Like a lot of bands, The Sketch came together after members rotated in time or another in Baldwin’s former band, Acid Carousel, and other bands from the DFW area, where he’s originally from. The members had bonded over garage rock musicians like Ty Segall, Bass Drum of Death and Jay Reatard. At the time, though, Baldwin had relocated to Austin and wasn’t even in a band for the first time since he was 11 years old — and it threw him into a bit of an identity crisis.

But he had songs leftover from his time in Acid Carousel. He just needed other people to help him play them. That opportunity came through a cover set with Rawlinson and Martins at a New Year’s Eve gig at Hotel Vegas. He asked drummer Trey Gutierrez to play, but he didn’t want to, so he asked another person to play drums. When that didn’t pan out, Gutierrez joined them. What started as a one-off quickly became something more.

“We kind of gelled in a way that we got really comfortable playing with each other; the songs that I was bringing in, they were adding cooler parts,” he says.

“Instead of coming into practice with the demo that I made and teaching them the parts that I had written, they just started showing up with ‘here’s the riff and the melody and stuff,’ and then we just started fleshing out the arrangements together and everyone came up with their own part.”

That naturalness was something Baldwin wanted to capture. While working an Osees show at Hotel Vegas, Baldwin struck up a conversation with keyboardist Tomas Dolas, who runs an analog recording studio, Studio 22, in Los Angeles. He was so jazzed about the studio, he wanted to record there. During a tour, the band found themselves in California with a day off, so they decided to record there.

“I just wanted to document the sound of the band, yeah, like, as a live band, essentially,” which made the analog studio a perfect fit for them, because they recorded the album in one day to a tape machine.

“None of us had ever made a record before where you just played and played, and then that’s it,” he says. “I was like, ‘Oh, wow, that was easy.’ There are so many mistakes on there, but we loved it.”

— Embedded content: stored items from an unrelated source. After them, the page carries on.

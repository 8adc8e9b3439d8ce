// smps2bin - An SMPS2ASM music script assembler for Mega Drive sound drivers
// Copyright (C) 2026  Marcel Joachim Kloubert <marcel@kloubert.dev>
//
// This program is free software: you can redistribute it and/or modify
// it under the terms of the GNU Affero General Public License as published by
// the Free Software Foundation, either version 3 of the License, or
// (at your option) any later version.
//
// This program is distributed in the hope that it will be useful,
// but WITHOUT ANY WARRANTY; without even the implied warranty of
// MERCHANTABILITY or FITNESS FOR A PARTICULAR PURPOSE.  See the
// GNU Affero General Public License for more details.
//
// You should have received a copy of the GNU Affero General Public License
// along with this program.  If not, see <https://www.gnu.org/licenses/>.

//! Song and SFX header encoding.

use super::emit::EmitHelpers;
use super::opcodes::{SFX_PLAYBACK_CONTROL, UNIVERSAL_VOICE_BANK};
use super::{Encoder, Operands};
use crate::convert::{convert_main_tempo, psg_pitch};
use crate::driver::DriverVersion;
use crate::error::{ErrorCode, Result, WarningCode};
use crate::symbols::defaults::{CHANNEL_FM6, CHANNEL_NOISE};

/// Newest SMPS2ASM format version the encoders understand.
pub const SMPS2ASM_VERSION: u32 = 1;

/// Extension trait for header pseudo-instructions.
pub trait HeaderEmitter {
    /// `smpsHeaderStartSong src[, ver]`: record the song start and source driver.
    fn start_song(&mut self, ops: &Operands) -> Result<()>;

    /// `smpsHeaderVoice loc`
    fn header_voice(&mut self, ops: &Operands) -> Result<()>;

    /// `smpsHeaderVoiceNull`
    fn header_voice_null(&mut self) -> Result<()>;

    /// `smpsHeaderVoiceUVB`: point at Sonic 3's universal voice bank.
    fn header_voice_uvb(&mut self) -> Result<()>;

    /// `smpsHeaderChan fm, psg`
    fn header_chan(&mut self, ops: &Operands) -> Result<()>;

    /// `smpsHeaderTempo div, mod`
    fn header_tempo(&mut self, ops: &Operands) -> Result<()>;

    /// `smpsHeaderDAC loc[, pitch[, vol]]`
    fn header_dac(&mut self, ops: &Operands) -> Result<()>;

    /// `smpsHeaderFM loc, pitch, vol`
    fn header_fm(&mut self, ops: &Operands) -> Result<()>;

    /// `smpsHeaderPSG loc, pitch, vol, mod, env`
    fn header_psg(&mut self, ops: &Operands) -> Result<()>;

    /// `smpsHeaderSFXChannel ch, loc, pitch, vol`
    fn header_sfx_channel(&mut self, ops: &Operands) -> Result<()>;

    /// Main tempo modifier converted for the target driver.
    fn tempo_modifier(&mut self, value: u32) -> Result<u8>;

    /// PSG pitch displacement converted for the target driver.
    fn psg_pitch(&self, value: u32) -> Result<u8>;
}

impl HeaderEmitter for Encoder<'_> {
    fn start_song(&mut self, ops: &Operands) -> Result<()> {
        if self.provisional {
            return Err(self
                .error(
                    ErrorCode::HeaderNotEvaluable,
                    "smpsHeaderStartSong must be evaluable on the first pass",
                )
                .with_hint("use literal values for the driver and format version"));
        }

        let number = ops.value(0);
        let source = DriverVersion::new(number).ok_or_else(|| {
            self.error(
                ErrorCode::InvalidDriver,
                format!("Source driver {} does not exist", number),
            )
            .with_hint("drivers are numbered 1 (Sonic 1) to 5 (Flamewing's)")
        })?;

        let version = ops.get(1).unwrap_or(0);
        if version > SMPS2ASM_VERSION {
            return Err(self.error(
                ErrorCode::UnsupportedFormatVersion,
                format!(
                    "Song targets SMPS2ASM version {}, newest supported is {}",
                    version, SMPS2ASM_VERSION
                ),
            ));
        }

        let address = self.logical_address();
        let song = &mut self.context.song;
        song.source = Some(source);
        song.format_version = Some(version);
        song.song_start = Some(address);
        song.voice_index = 0;
        Ok(())
    }

    fn header_voice(&mut self, ops: &Operands) -> Result<()> {
        check_voice_pointer_position(self)?;
        self.emit_channel_pointer(ops.value(0))
    }

    fn header_voice_null(&mut self) -> Result<()> {
        check_voice_pointer_position(self)?;
        self.emit_word(0);
        Ok(())
    }

    fn header_voice_uvb(&mut self) -> Result<()> {
        check_voice_pointer_position(self)?;
        match self.target().number() {
            3 | 4 => {
                self.emit_word(UNIVERSAL_VOICE_BANK);
                Ok(())
            }
            _ => Err(self
                .unsupported()
                .with_hint("the universal voice bank only exists in the Sonic 3 and 3D drivers")),
        }
    }

    fn header_chan(&mut self, ops: &Operands) -> Result<()> {
        self.emit_bytes(&[ops.byte(0), ops.byte(1)]);
        Ok(())
    }

    fn header_tempo(&mut self, ops: &Operands) -> Result<()> {
        let modifier = self.tempo_modifier(ops.value(1))?;
        self.emit_bytes(&[ops.byte(0), modifier]);
        Ok(())
    }

    fn header_dac(&mut self, ops: &Operands) -> Result<()> {
        self.emit_channel_pointer(ops.value(0))?;
        self.emit_bytes(&[ops.byte(1), ops.byte(2)]);
        Ok(())
    }

    fn header_fm(&mut self, ops: &Operands) -> Result<()> {
        self.emit_channel_pointer(ops.value(0))?;
        self.emit_bytes(&[ops.byte(1), ops.byte(2)]);
        Ok(())
    }

    fn header_psg(&mut self, ops: &Operands) -> Result<()> {
        let pitch = self.psg_pitch(ops.value(1))?;
        self.emit_channel_pointer(ops.value(0))?;
        self.emit_bytes(&[pitch, ops.byte(2), ops.byte(3), ops.byte(4)]);
        Ok(())
    }

    fn header_sfx_channel(&mut self, ops: &Operands) -> Result<()> {
        let channel = ops.value(0);
        if !self.provisional {
            let noise = self.symbols.value_of("cNoise").unwrap_or(CHANNEL_NOISE);
            let fm6 = self.symbols.value_of("cFM6").unwrap_or(CHANNEL_FM6);
            if self.target().is_new_family() && channel == noise {
                return Err(self
                    .error(
                        ErrorCode::UnsupportedChannel,
                        "Channel ID cNoise ($E0) is unsafe in the Sonic 3 driver",
                    )
                    .with_hint("turn the channel into a noise channel with smpsPSGform instead"));
            }
            if self.target().is_old_family() && channel == fm6 {
                return Err(self
                    .error(
                        ErrorCode::UnsupportedChannel,
                        "Channel ID cFM6 ($06) is not supported by the Sonic 1 and Sonic 2 drivers",
                    )
                    .with_hint("move the SFX to another channel"));
            }
        }

        let pitch = if channel & 0x80 != 0 {
            self.psg_pitch(ops.value(2))?
        } else {
            ops.byte(2)
        };

        self.emit_bytes(&[SFX_PLAYBACK_CONTROL, channel as u8]);
        self.emit_channel_pointer(ops.value(1))?;
        self.emit_bytes(&[pitch, ops.byte(3)]);
        Ok(())
    }

    fn tempo_modifier(&mut self, value: u32) -> Result<u8> {
        let source = self.source()?;
        match convert_main_tempo(value, source, self.target()) {
            Ok(conversion) => {
                if conversion.approximate {
                    self.warn(
                        WarningCode::ApproximateTempo,
                        format!(
                            "Main tempo modifier 0 from the {} driver has no exact equivalent",
                            source.name()
                        ),
                    );
                }
                Ok(conversion.value)
            }
            Err(_) if self.provisional => Ok(0),
            Err(invalid) => Err(self.error(
                ErrorCode::InvalidTempo,
                format!(
                    "Main tempo modifier {} is invalid in a song from the {} driver",
                    invalid.value,
                    invalid.source.name()
                ),
            )),
        }
    }

    fn psg_pitch(&self, value: u32) -> Result<u8> {
        Ok(psg_pitch(value, self.source()?, self.target()))
    }
}

/// Voice pointers are the first header field, directly at the song start.
fn check_voice_pointer_position(encoder: &Encoder<'_>) -> Result<()> {
    let song_start = encoder.song_start()?;
    if song_start != encoder.logical_address() {
        return Err(encoder
            .error(
                ErrorCode::MissingSongHeader,
                format!(
                    "{} must directly follow smpsHeaderStartSong",
                    encoder.mnemonic
                ),
            )
            .with_hint("the voice pointer is the first field of the song header"));
    }
    Ok(())
}

#[cfg(test)]
mod tests {
    use super::super::test_support::Harness;
    use super::super::Operands;
    use crate::error::{ErrorCode, WarningCode};

    #[test]
    fn test_start_song_emits_nothing() {
        let mut h = Harness::new(2);
        assert_eq!(h.run("smpsHeaderStartSong", &[2, 1]).unwrap(), vec![]);
        assert_eq!(h.context.song.format_version, Some(1));
        assert_eq!(h.context.song.song_start, Some(0));
    }

    #[test]
    fn test_start_song_validation() {
        let mut h = Harness::new(2);
        assert_eq!(
            h.run("smpsHeaderStartSong", &[6]).unwrap_err().code,
            ErrorCode::InvalidDriver
        );
        assert_eq!(
            h.run("smpsHeaderStartSong", &[2, 2]).unwrap_err().code,
            ErrorCode::UnsupportedFormatVersion
        );
        assert_eq!(
            h.run_with("smpsHeaderStartSong", Operands::new(vec![0], true))
                .unwrap_err()
                .code,
            ErrorCode::HeaderNotEvaluable
        );
    }

    #[test]
    fn test_header_voice() {
        let mut h = Harness::song(2, 2);
        assert_eq!(h.run("smpsHeaderVoice", &[0x1234]).unwrap(), vec![0x34, 0x12]);
        let err = h.run("smpsHeaderVoiceNull", &[]).unwrap_err();
        assert_eq!(err.code, ErrorCode::MissingSongHeader);
    }

    #[test]
    fn test_header_voice_without_song() {
        let mut h = Harness::new(3);
        let err = h.run("smpsHeaderVoice", &[0]).unwrap_err();
        assert_eq!(err.code, ErrorCode::MissingSongHeader);
    }

    #[test]
    fn test_header_voice_uvb() {
        assert_eq!(
            Harness::song(3, 3).run("smpsHeaderVoiceUVB", &[]).unwrap(),
            vec![0xD8, 0x17]
        );
        assert_eq!(
            Harness::song(5, 3)
                .run("smpsHeaderVoiceUVB", &[])
                .unwrap_err()
                .code,
            ErrorCode::UnsupportedInDriver
        );
        assert_eq!(
            Harness::song(2, 3)
                .run("smpsHeaderVoiceUVB", &[])
                .unwrap_err()
                .code,
            ErrorCode::UnsupportedInDriver
        );
    }

    #[test]
    fn test_header_tempo_converts() {
        let mut h = Harness::song(3, 2);
        assert_eq!(h.run("smpsHeaderTempo", &[1, 0x10]).unwrap(), vec![1, 0xF0]);
        let err = h.run("smpsHeaderTempo", &[1, 0]).unwrap_err();
        assert_eq!(err.code, ErrorCode::InvalidTempo);
    }

    #[test]
    fn test_header_tempo_provisional_skips_validation() {
        let mut h = Harness::song(3, 2);
        let bytes = h
            .run_with("smpsHeaderTempo", Operands::new(vec![1, 0], true))
            .unwrap();
        assert_eq!(bytes.len(), 2);
    }

    #[test]
    fn test_approximate_tempo_warning() {
        let mut h = Harness::song(1, 3);
        h.run("smpsHeaderTempo", &[1, 0]).unwrap();
        assert_eq!(h.warnings[0].code, WarningCode::ApproximateTempo);
    }

    #[test]
    fn test_header_dac_defaults() {
        let mut h = Harness::song(2, 2);
        h.run("dc.b", &[0, 0]).unwrap();
        assert_eq!(h.run("smpsHeaderDAC", &[0x100]).unwrap(), vec![0x00, 0x01, 0, 0]);
        assert_eq!(h.run("smpsHeaderDAC", &[0x100, 1, 2]).unwrap(), vec![0x00, 0x01, 1, 2]);
    }

    #[test]
    fn test_header_psg_pitch_conversion() {
        let mut h = Harness::song(3, 1);
        assert_eq!(
            h.run("smpsHeaderPSG", &[0x20, 0xF4, 1, 2, 3]).unwrap(),
            vec![0x20, 0x00, 0x00, 1, 2, 3]
        );
    }

    #[test]
    fn test_sfx_channel() {
        let mut h = Harness::song(2, 3);
        assert_eq!(
            h.run("smpsHeaderSFXChannel", &[0x80, 0x40, 0x0C, 5]).unwrap(),
            vec![0x80, 0x80, 0x40, 0x00, 0x00, 5]
        );
        assert_eq!(
            h.run("smpsHeaderSFXChannel", &[0x05, 0x40, 0x0C, 5]).unwrap(),
            vec![0x80, 0x05, 0x40, 0x00, 0x0C, 5]
        );
    }

    #[test]
    fn test_sfx_channel_rejections() {
        let err = Harness::song(3, 3)
            .run("smpsHeaderSFXChannel", &[0xE0, 0, 0, 0])
            .unwrap_err();
        assert_eq!(err.code, ErrorCode::UnsupportedChannel);
        let err = Harness::song(1, 1)
            .run("smpsHeaderSFXChannel", &[0x06, 0, 0, 0])
            .unwrap_err();
        assert_eq!(err.code, ErrorCode::UnsupportedChannel);
        assert!(Harness::song(3, 3)
            .run("smpsHeaderSFXChannel", &[0x06, 0, 0, 0])
            .is_ok());
    }

    #[test]
    fn test_sfx_header_bytes() {
        let mut h = Harness::new(1);
        assert_eq!(h.run("smpsHeaderTempoSFX", &[1]).unwrap(), vec![1]);
        assert_eq!(h.run("smpsHeaderChanSFX", &[3]).unwrap(), vec![3]);
    }
}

The result is a raw, jolting collection of songs of garage-punk that feels immediate and alive, the kind of energy you only get when you just play. The music feels new, threaded with traces of classic rock, ’60s and ’70s punk, and hazy psych. It’s no wonder his music leans toward classic sounds — Baldwin was raised on it.

“I remember being really, really young, and like, hearing The Ramones and Neil Young and stuff and being like, ‘I like that,’” he says.

His dad would rent concert films and documentaries — from The Talking Heads’ Stop Making Sense to The Who documentary The Kids Are All Right to Neil Young’s Rust Never Sleeps.

“I was super into that. And then, like, kind of wanted to be a drummer really badly, because I loved Keith Moon.”

He asked his parents for a drum kit. Instead, when he was around six years old, they bought him a guitar. “But I was so young, I was just interested in all of this. I was like, ‘this is cool too. I’ll just do this,’” he says.

He would eventually become a drummer anyway, before shifting paths again after moving from Denton to Austin.

Talking with him over the phone, it’s pretty clear that he lives, breathes and dreams music. And it shows. Baldwin has taken everything — from the classic rock foundation, the garage-punk lineage, the lessons learned on stage and from behind the scenes — and turned it into something that feels both fresh and familiar.

If you really want to understand it, you probably shouldn’t just listen to them, you should see them live: raw and loud. Catch Gus Baldwin and The Sketch when they play in El Paso on April 9 at Rosewood Bar.